How Engaging, Aligning and Empowering across the Organization Can Be Most Effective
Recently in an interview for the CX Leader Podcast, VP of Customer Experience (CX) Digital Lifecyle Journeys Steve Cox and I had the opportunity to reflect on our CX journey at Cisco.
Our customers are at the heart of everything we do at Cisco, and creating an organizational culture to engage, align and empower employees is particularly critical to delivering the best customer experiences. I hope our discussion will shed some light on a few approaches to driving effective customer experiences.
Break down silos
At its core, CX is about reducing friction and simplifying processes for customers. But silos—whether spanning an entire organization or individual teams—get in the way of making good customer experiences possible.
Silos aren’t built intentionally: they emerge organically over time. For example, they can come about when the customer’s experience is driven by a variety of different teams, agendas and goals. Silos create obstacles to visibility, keeping one part of the organization from knowing or understanding what the other part is doing. As a result, the customer’s journey is marred by friction, disconnects, and disruptions.
The solution to these silo-driven events is to focus on one singular motion that optimizes the way customers move forward. That’s easier said than done: it’s extremely difficult to identify what the best pathway is, and the pathway is different for every customer.
That’s why intentional listening is important: customer feedback provides a starting point for defining the best strategy.
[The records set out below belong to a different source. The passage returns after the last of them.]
//! cpal output stream fed from a [`SampleQueue`].
//!
//! The callback:
//! - copies as many whole frames as are buffered, without blocking
//! - converts `i16` to the device's native sample type
//! - fills the remainder with silence and counts the underrun

use std::sync::Arc;
use std::sync::atomic::{AtomicU64, Ordering};

use anyhow::{Result, anyhow};
use cpal::traits::DeviceTrait;

use super::queue::SampleQueue;

/// Underrun counters shared with the callback.
#[derive(Debug, Default)]
pub struct StreamCounters {
    pub played_frames: AtomicU64,
    pub underrun_frames: AtomicU64,
    pub underrun_events: AtomicU64,
}

/// Build an output stream playing interleaved `i16` samples from `queue`.
///
/// `config.channels` must equal `queue.channels()`; no channel mapping is applied.
pub fn build_output_stream(
    device: &cpal::Device,
    config: &cpal::StreamConfig,
    sample_format: cpal::SampleFormat,
    queue: &Arc<SampleQueue>,
    counters: &Arc<StreamCounters>,
) -> Result<cpal::Stream> {
    match sample_format {
        cpal::SampleFormat::I16 => build_stream::<i16>(device, config, queue, counters),
        cpal::SampleFormat::F32 => build_stream::<f32>(device, config, queue, counters),
        cpal::SampleFormat::I32 => build_stream::<i32>(device, config, queue, counters),
        cpal::SampleFormat::U16 => build_stream::<u16>(device, config, queue, counters),
        other => Err(anyhow!("Unsupported sample format: {other:?}")),
    }
}

fn build_stream<T>(
    device: &cpal::Device,
    config: &cpal::StreamConfig,
    queue: &Arc<SampleQueue>,
    counters: &Arc<StreamCounters>,
) -> Result<cpal::Stream>
where
    T: cpal::Sample + cpal::SizedSample + cpal::FromSample<i16>,
{
    let channels = usize::from(config.channels);
    if channels != queue.channels() {
        return Err(anyhow!(
            "stream has {channels} channels but queue carries {}",
            queue.channels()
        ));
    }

    let queue_cb = queue.clone();
    let counters_cb = counters.clone();
    let mut scratch: Vec<i16> = Vec::new();

    let err_fn = |err| tracing::warn!("stream error: {err}");

    let stream = device.build_output_stream(
        config,
        move |data: &mut [T], _| {
            if scratch.len() < data.len() {
                scratch.resize(data.len(), 0);
            }
            let frames = data.len() / channels;
            let got = queue_cb.pop_into(&mut scratch[..data.len()]);
            fill_output(data, &scratch[..got * channels]);

            if got > 0 {
                counters_cb
                    .played_frames
                    .fetch_add(got as u64, Ordering::Relaxed);
            }
            if got < frames {
                counters_cb.underrun_events.fetch_add(1, Ordering::Relaxed);
                counters_cb
                    .underrun_frames
                    .fetch_add((frames - got) as u64, Ordering::Relaxed);
            }
        },
        err_fn,
        None,
    )?;

    Ok(stream)
}

/// Convert `src` into the head of `data`; the tail becomes silence.
fn fill_output<T>(data: &mut [T], src: &[i16])
where
    T: cpal::Sample + cpal::FromSample<i16>,
{
    for (dst, &s) in data.iter_mut().zip(src) {
        *dst = <T as cpal::Sample>::from_sample::<i16>(s);
    }
    for dst in data.iter_mut().skip(src.len()) {
        *dst = T::EQUILIBRIUM;
    }
}

#[cfg(test)]
mod tests {
    use super::*;

    #[test]
    fn fill_output_pads_with_silence() {
        let mut data = [7i16; 6];
        fill_output(&mut data, &[1, 2, 3, 4]);
        assert_eq!(data, [1, 2, 3, 4, 0, 0]);
    }

    #[test]
    fn fill_output_converts_to_float() {
        let mut data = [1.0f32; 3];
        fill_output(&mut data, &[i16::MIN, 0]);
        assert_eq!(data[0], -1.0);
        assert_eq!(data[1], 0.0);
        assert_eq!(data[2], 0.0);
    }

    #[test]
    fn fill_output_converts_to_unsigned() {
        let mut data = [0u16; 2];
        fill_output(&mut data, &[0]);
        assert_eq!(data, [32_768, 32_768]);
    }
}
Over time, as listening continues to drive the right actions, your CX strategy will become more robust and more closely aligned with each customer’s needs and preferences.
Execution, execution, execution
With CX, the weakest link often lies in execution—not strategy. When you are working to bring together the entire end-to-end customer success motion as a team, there are two key execution elements to keep in mind.
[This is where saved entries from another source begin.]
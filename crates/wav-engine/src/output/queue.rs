//! Bounded queue of interleaved `i16` samples between device writes and the stream callback.
//!
//! - writers block while the queue is full (this is what makes device writes blocking)
//! - the cpal callback drains it without blocking
//! - `close()` wakes everybody and makes further pushes fail


use std::collections::VecDeque;
use std::sync::{Condvar, Mutex, MutexGuard};
use std::time::Duration;

/// Thread-safe bounded queue of interleaved samples.
///
/// The `done` flag lives under the same mutex as the samples so close/push/pop
/// observe a consistent state. A single [`Condvar`] signals every state change.
pub struct SampleQueue {
    channels: usize,
    inner: Mutex<QueueInner>,
    cv: Condvar,
    max_buffered_samples: usize,
}

struct QueueInner {
    samples: VecDeque<i16>,
    done: bool,
    popped_total: u64,
}

/// Queue capacity in samples for `buffer_seconds` of audio at `(rate_hz, channels)`.
///
/// Non-finite or non-positive durations fall back to half a second. Never returns less
/// than one frame.
pub fn calc_max_buffered_samples(rate_hz: u32, channels: usize, buffer_seconds: f32) -> usize {
    let secs = if buffer_seconds.is_finite() && buffer_seconds > 0.0 {
        buffer_seconds
    } else {
        0.5
    };

    let frames = (rate_hz as f32 * secs).ceil() as usize;
    frames.max(1).saturating_mul(channels)
}

impl SampleQueue {
    pub fn new(channels: usize, max_buffered_samples: usize) -> Self {
        Self {
            channels,
            inner: Mutex::new(QueueInner {
                samples: VecDeque::new(),
                done: false,
                popped_total: 0,
            }),
            cv: Condvar::new(),
            max_buffered_samples: max_buffered_samples.max(channels),
        }
    }

    fn lock(&self) -> MutexGuard<'_, QueueInner> {
        self.inner.lock().unwrap_or_else(|poisoned| poisoned.into_inner())
    }

    pub fn channels(&self) -> usize {
        self.channels
    }

    /// Current buffered frames (best-effort snapshot).
    pub fn len_frames(&self) -> usize {
        self.lock().samples.len() / self.channels
    }

    pub fn is_done(&self) -> bool {
        self.lock().done
    }

    /// Mark the queue as finished and wake all waiters. Idempotent.
    pub fn close(&self) {
        self.lock().done = true;
        self.cv.notify_all();
    }

    /// Discard everything buffered.
    pub fn clear(&self) {
        self.lock().samples.clear();
        self.cv.notify_all();
    }

    /// Push samples, blocking while the queue is full.
    ///
    /// Returns `false` if the queue was closed before every sample was accepted.
    pub fn push_blocking(&self, samples: &[i16]) -> bool {
        let mut offset = 0;

        while offset < samples.len() {
            let mut g = self.lock();

            while g.samples.len() >= self.max_buffered_samples && !g.done {
                g = self.cv.wait(g).unwrap_or_else(|poisoned| poisoned.into_inner());
            }
            if g.done {
                return false;
            }

            let room = self.max_buffered_samples - g.samples.len();
            let take = room.min(samples.len() - offset);
            g.samples.extend(&samples[offset..offset + take]);
            offset += take;

            drop(g);
            self.cv.notify_all();
        }
        true
    }

    /// Pop up to `max_frames` whole frames into `out` without blocking.
    ///
    /// Returns the number of frames copied; `0` when nothing is buffered.
    pub fn pop_into(&self, out: &mut [i16]) -> usize {
        let mut g = self.lock();
        let frames = (g.samples.len() / self.channels).min(out.len() / self.channels);
        let take = frames * self.channels;
        for (slot, sample) in out.iter_mut().zip(g.samples.drain(..take)) {
            *slot = sample;
        }
        g.popped_total += take as u64;
        drop(g);
        if take > 0 {
            self.cv.notify_all();
        }
        frames
    }

    /// Block until the queue is empty.
    ///
    /// Gives up with `false` when the consumer makes no progress for `stall_timeout`
    /// (for example because the output stream died) or when the queue is closed with
    /// samples still buffered.
    pub fn wait_until_empty(&self, stall_timeout: Duration) -> bool {
        let mut g = self.lock();
        let mut last_popped = g.popped_total;
        loop {
            if g.samples.is_empty() {
                return true;
            }
            if g.done {
                return false;
            }
            let (ng, timeout) = self
                .cv
                .wait_timeout(g, stall_timeout)
                .unwrap_or_else(|poisoned| poisoned.into_inner());
            g = ng;
            if timeout.timed_out() {
                if g.popped_total == last_popped {
                    return g.samples.is_empty();
                }
                last_popped = g.popped_total;
            }
        }
    }
}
The first is that CX is all about people. As long as you have clearly defined roles in your CX organization and a central place where people can access playbooks, go-to-market guidelines and other operational content—you can start to drive a single motion across the organization. We call this content our blueprint, but other companies call it their organization model. No matter what you call it, defining your methodologies and roles is essential to getting everyone in synch.
The second part is about process. To make processes stick, our organization uses a technology console. This single interface forces all teams to work in lockstep, no matter where they may be located globally. In this way, the console helps define our working methodology, allowing us to deliver a more cohesive strategy. And when that happens, everything else falls into place much easier.
Align your stakeholders
It’s critical to spend time communicating with executive leaders and other stakeholders about the promise of CX and the problems that it solves. The light turns on for many of them when we share CX growth, retention, and simplification stories.
When talking with sales leaders, we speak to how higher Net Promoter Score (NPS) scores lead not only to retention but also to new growth opportunities. And when we talk with engineering, it is empowering for them to know, based on our customer listening, where to invest R&D and where their focus is needed most.
The bottom line is, when you sit down with stakeholders, if you ask the right questions, you’ll likely bring out the answers that will help bridge any divides that may exist.
Get everyone on board
For CX to be effective, every single person in the company must own it along with the changes it will require them to make. There are three areas to emphasize.
One is making sure everyone is in agreement around what success looks like for the customer. This helps define your CX strategy and what you want to accomplish as a company. When stakeholders agree on the outcome and the success metrics you are striving for, then you have an anchor to build out your blueprint.
The second part is creating a vision for bringing CX to life for your employees, which can be accomplished through storytelling using videos and other thought leadership content that helps people relate to your work.
The third way to get people excited is by using the power of CX as an industry and a discipline for personal career growth. It opens up doors and launches new career trajectories.
This year has proven that digital strength is a lever for business success. A big part of what Steve’s team is doing is breaking down silos by serving as a powerful digital accelerator for Cisco, our partners, and our customers.
This year has also proven that inclusion & collaboration (I&C) matter. Without diverse employees, a company cannot fully understand its customers and will therefore fall short of its goals. We are moving toward further enriching I&C at Cisco through several far-reaching initiatives.
It’s also important to recognize that there is no perfect CX or customer success motion. As your strategy evolves based on ongoing customer feedback, you’ll inch closer and closer to perfection.